Fenwick to close 130-year-old New Bond Street department store - here’s why
Fenwicks confirms closure of 130-year-old New Bond Street department store in London
Fenwick has announced the closure of the 130-year-old New Bond Street store. The department store confirmed that it has agreed to sell the five storey building to property firm Lazari Investments for a reported £430 million.
In a statement, the company explained: "Amid the turbulent economic environment, fresh capital investment is required in order to return the business to profitable growth." The retailer was set up by the Fenwick family in 1882 with the Bond Street store opening in 1891.
The iconic store will remain open until 2024 before closing its doors for good. Fenwick’s chairman, Simon Calver, told the Times newspaper: “Decisions like this are always difficult but it is absolutely the right thing for the business. This was about what we need to do to ensure the business is on a really strong financial footing and can survive for another 140 years.”
The sale is set to allow for further investment in their other stores such as their flagship on Northumberland Street in Newcastle which posted sales of £240 million for the year to January 2022. However, it also suffered a £5 million pre-tax loss as Covid restrictions forced it to temporarily close its stores.

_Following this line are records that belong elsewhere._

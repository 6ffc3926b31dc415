// Copyright (c) AlphaVelocity.
// All rights reserved.
//
// This source code is licensed under the license found in the
// LICENSE file in the root directory of this source tree.

use clap::{Arg, ArgAction, Command, value_parser};

fn json_args(cmd: Command) -> Command {
    cmd.arg(
        Arg::new("json")
            .long("json")
            .action(ArgAction::SetTrue)
            .help("Print as pretty JSON"),
    )
    .arg(
        Arg::new("jsonl")
            .long("jsonl")
            .action(ArgAction::SetTrue)
            .conflicts_with("json")
            .help("Print one JSON object per line"),
    )
}

fn type_arg() -> Arg {
    Arg::new("type").long("type").short('t').help(
        "jazzcash-send | easypaisa-send | bill-payment | stationary-sale | bank-deposit | bank-withdrawal",
    )
}

fn mode_arg() -> Arg {
    Arg::new("mode")
        .long("mode")
        .short('m')
        .help("cash | jazzcash | easypaisa | bank")
}

fn amount_arg() -> Arg {
    Arg::new("amount")
        .long("amount")
        .short('a')
        .allow_negative_numbers(true)
        .help("Principal")
}

fn fee_arg() -> Arg {
    Arg::new("fee")
        .long("fee")
        .short('f')
        .allow_negative_numbers(true)
        .help("Commission earned")
}

fn user_arg() -> Arg {
    Arg::new("user")
        .long("user")
        .short('u')
        .help("Who records the entry (defaults to the default_user setting)")
}

fn id_arg() -> Arg {
    Arg::new("id").long("id").required(true).help("Record id")
}

fn range_args(cmd: Command) -> Command {
    cmd.arg(Arg::new("from").long("from").help("Start date YYYY-MM-DD (inclusive)"))
        .arg(Arg::new("to").long("to").help("End date YYYY-MM-DD (inclusive)"))
}

pub fn build_cli() -> Command {
    Command::new("cashtrack")
        .about("Cash-in-hand, fees and daily balances for a small shop")
        .version(clap::crate_version!())
        .subcommand_required(false)
        .subcommand(Command::new("init").about("Create the database and the default user"))
        .subcommand(
            Command::new("user")
                .about("Shop staff who record entries")
                .subcommand(
                    Command::new("add")
                        .arg(Arg::new("name").required(true).help("Username")),
                )
                .subcommand(json_args(Command::new("list"))),
        )
        .subcommand(
            Command::new("tx")
                .about("Record and browse transactions")
                .subcommand(
                    Command::new("add")
                        .arg(type_arg().required(true))
                        .arg(amount_arg().required(true))
                        .arg(fee_arg())
                        .arg(mode_arg())
                        .arg(Arg::new("note").long("note").short('n'))
                        .arg(user_arg())
                        .arg(
                            Arg::new("at")
                                .long("at")
                                .help("Back-date the entry: local 'YYYY-MM-DD HH:MM'"),
                        ),
                )
                .subcommand(
                    Command::new("edit")
                        .arg(id_arg())
                        .arg(type_arg())
                        .arg(amount_arg())
                        .arg(fee_arg())
                        .arg(mode_arg())
                        .arg(Arg::new("note").long("note").short('n'))
                        .arg(
                            Arg::new("clear-note")
                                .long("clear-note")
                                .action(ArgAction::SetTrue)
                                .conflicts_with("note"),
                        ),
                )
                .subcommand(Command::new("rm").arg(id_arg()))
                .subcommand(json_args(Command::new("show").arg(id_arg())))
                .subcommand(json_args(range_args(
                    Command::new("list")
                        .arg(type_arg())
                        .arg(mode_arg())
                        .arg(
                            Arg::new("today")
                                .long("today")
                                .action(ArgAction::SetTrue)
                                .conflicts_with_all(["from", "to"]),
                        )
                        .arg(
                            Arg::new("search")
                                .long("search")
                                .short('s')
                                .help("Match note or username"),
                        )
                        .arg(user_arg())
                        .arg(
                            Arg::new("limit")
                                .long("limit")
                                .value_parser(value_parser!(usize)),
                        ),
                ))),
        )
        .subcommand(json_args(
            Command::new("dashboard")
                .about("Cash in hand, profit and today's activity")
                .arg(Arg::new("date").long("date").help("Treat this date as today")),
        ))
        .subcommand(json_args(range_args(
            Command::new("balance")
                .about("Daily opening and closing balances")
                .arg(
                    Arg::new("active-only")
                        .long("active-only")
                        .action(ArgAction::SetTrue)
                        .help("Hide days without transactions"),
                ),
        )))
        .subcommand(json_args(
            Command::new("analytics")
                .about("Net cash, profit and counts per type and period")
                .arg(Arg::new("date").long("date").help("Treat this date as today")),
        ))
        .subcommand(
            Command::new("bill")
                .about("Customer bills")
                .subcommand(
                    Command::new("add")
                        .arg(Arg::new("customer").long("customer").short('c').required(true))
                        .arg(Arg::new("name").long("name"))
                        .arg(amount_arg().required(true))
                        .arg(fee_arg())
                        .arg(Arg::new("due").long("due").required(true).help("YYYY-MM-DD"))
                        .arg(Arg::new("note").long("note").short('n'))
                        .arg(user_arg())
                        .arg(
                            Arg::new("pay-now")
                                .long("pay-now")
                                .action(ArgAction::SetTrue)
                                .help("Settle immediately"),
                        ),
                )
                .subcommand(json_args(range_args(
                    Command::new("list")
                        .arg(Arg::new("status").long("status").help("pending | paid"))
                        .arg(Arg::new("customer").long("customer").short('c'))
                        .arg(Arg::new("search").long("search").short('s')),
                )))
                .subcommand(json_args(Command::new("show").arg(id_arg())))
                .subcommand(
                    Command::new("pay")
                        .arg(
                            Arg::new("id")
                                .long("id")
                                .required(true)
                                .num_args(1..)
                                .action(ArgAction::Append),
                        )
                        .arg(user_arg()),
                ),
        )
        .subcommand(
            Command::new("export")
                .about("Export data")
                .subcommand(range_args(
                    Command::new("transactions")
                        .arg(
                            Arg::new("format")
                                .long("format")
                                .required(true)
                                .help("csv | json"),
                        )
                        .arg(Arg::new("out").long("out").required(true))
                        .arg(type_arg()),
                )),
        )
        .subcommand(
            Command::new("config")
                .about("Shop settings")
                .subcommand(json_args(Command::new("list")))
                .subcommand(Command::new("get").arg(Arg::new("key").required(true)))
                .subcommand(
                    Command::new("set")
                        .arg(Arg::new("key").required(true))
                        .arg(Arg::new("value").required(true)),
                ),
        )
        .subcommand(Command::new("doctor").about("Check stored data for inconsistencies"))
}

Fenwicks said it didn’t have plans for further store closures and would seek to redeploy Bond Street staff at other stores where possible. The Fenwicks brand has made major closures over the past decade including in Leicester and Windsor.
The move would see Fenwick’s physical presence on the high street down to eight department stores including Newcastle, Kingston, Brent Cross, Colchester, Canterbury, Bracknell, Tunbridge Wells and York alongside its growing online platform.
The news comes two months after Fenwick published its latest accounts, covering the year ended January 28 2022. The report showed they had narrowed its operating losses to £18.3m, and net sales showed “considerable improvement”, rising 69% to £201.3m. But amid the current economic environment, it said that fresh capital investment was needed to return the business to profitable growth.
CEO John Edgar spoke on the report saying: “The capital injection from this transaction will put Fenwick in a much stronger position to grow its online business and concentrate on cementing our position as the home of excellent hospitality and a premium retail edit. After considering a range of different options, it was decided that selling the Bond Street property is the right course of action to set us on the strongest possible footing for the future.”
Calver also said: “This year Fenwick marked 140 years as a successful British retailer, and this deal will enable the business to continue to serve communities in stores and online for many years to come. The sale has been a difficult decision for the Fenwick family, who are committed to providing the business with the means to thrive for the long term. Their support will enable the next stage of the journey for the Fenwick family business.”